Pictured above is renowned composer Edvard Grieg, the most famous person from the city of Bergen, where the GAME research group (named for his legacy) is based.
Here is a
photo from a GAME research group meeting (3 October 2025), which included many
special guests. In person, we were joined by one of the GAME founders, Steinar
Sætre, who brought guests from Uganda that are in the CABUTE project, Music
subject leader Dr. Nicholas Ssempiija, PhD student Erisa Walubo, Vincent Muhindo,
and Hellen Hasahya (new Master students who were traveling outside Uganda for
the very first time), as well as Kjersti Elisabet Lea, a recent department head
at University of Bergen. PhD student Knut Eysturstein was also here from University
of the Faroe Islands. The event was hosted by HVL PhD student Kristian Iversen
with support from our HVL postdoc Dr. Karan Choudhary, and included online
guests from the CABUTE project in Uganda as well as Education University of
Hong Kong (EdUHK) and other institutions.
Online we
were joined by HVL Associate Professor David T. Johnson, Julia Katarzyna Leikvoll (University of Bergen), Craig Resta (Kent
State University, USA), Sangmi Kang (Eastman School of Music, USA), CABUTE
postdoc Milton Wabyona (Makerere University, Uganda), CABUTE postdoc James
Isabirye (Kyambogo University, Uganda), ISME Routledge Book Series Assistant
Editor Esther Chunxiao Zhang (EdUHK), recent PhD graduate and Cantonese opera expert
Kimmie Sin-Yee Ma (EdUHK), and Yuki Morijiri (Tokyo Gakugei University).
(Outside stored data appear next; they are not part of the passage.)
use crate::error::app_error::AppError;
use figment::Figment;
use figment::providers::{Env, Format, Serialized, Toml};
use serde::{Deserialize, Serialize};

pub const DEFAULT_API_BASE_PATH: &str = "/api";

#[derive(Debug, Deserialize, Serialize, Clone, Default)]
pub struct Config {
    pub server: ServerConfig,
    pub api: ApiConfig,
    pub cors: CorsConfig,
    pub logging: LoggingConfig,
    pub store: StoreConfig,
}

#[derive(Debug, Deserialize, Serialize, Clone)]
pub struct ServerConfig {
    pub port: u16,
    pub address: String,
}

#[derive(Debug, Deserialize, Serialize, Clone)]
pub struct ApiConfig {
    pub base_path: String,
    #[serde(default)]
    pub additional_base_paths: Vec<String>,
    pub enable_swagger: bool,
}

#[derive(Debug, Deserialize, Serialize, Clone, Default)]
pub struct CorsConfig {
    #[serde(default)]
    pub allowed_origins: Vec<String>,
    pub allow_credentials: bool,
}

#[derive(Debug, Deserialize, Serialize, Clone)]
pub struct LoggingConfig {
    pub level: String,
    pub json_format: bool,
}

#[derive(Debug, Deserialize, Serialize, Clone)]
pub struct StoreConfig {
    /// Populate an empty store with one sample session on ignite.
    pub seed_sample_data: bool,
}

impl Default for ServerConfig {
    fn default() -> Self {
        Self {
            port: 8000,
            address: "127.0.0.1".to_string(),
        }
    }
}

impl Default for ApiConfig {
    fn default() -> Self {
        Self {
            base_path: DEFAULT_API_BASE_PATH.to_string(),
            additional_base_paths: Vec::new(),
            enable_swagger: true,
        }
    }
}

impl Default for LoggingConfig {
    fn default() -> Self {
        Self {
            level: "info".to_string(),
            json_format: false,
        }
    }
}

impl Default for StoreConfig {
    fn default() -> Self {
        Self { seed_sample_data: true }
    }
}

impl Config {
    /// Load configuration from multiple sources in priority order:
    /// 1. Built-in defaults
    /// 2. Brainstorm.toml (optional)
    /// 3. Environment variables prefixed with BRAINSTORM_, sections split on `__`
    ///    (e.g. BRAINSTORM_SERVER__PORT, BRAINSTORM_STORE__SEED_SAMPLE_DATA)
    pub fn load() -> Result<Self, AppError> {
        Ok(Self::figment(Toml::file("Brainstorm.toml")).extract()?)
    }

    fn figment(file: figment::providers::Data<Toml>) -> Figment {
        Figment::from(Serialized::defaults(Config::default()))
            .merge(file)
            .merge(Env::prefixed("BRAINSTORM_").split("__"))
    }
}
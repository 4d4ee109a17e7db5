pub mod idea;
pub mod session;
The
event featured insightful presentations by two PhD students who are nearing
completion: Knut Eysturstein and Erisa Walubo, a stimulating presentation by
Craig Resta on approaches to historical research in music education, and some brief
introductory presentations of thesis concepts by new CABUTE Master students Vincent
Muhindo, and Hellen Hasahya. Michael Chi-Hin Leung (EdUHK) also gave an
interesting presentation on his music education technology research.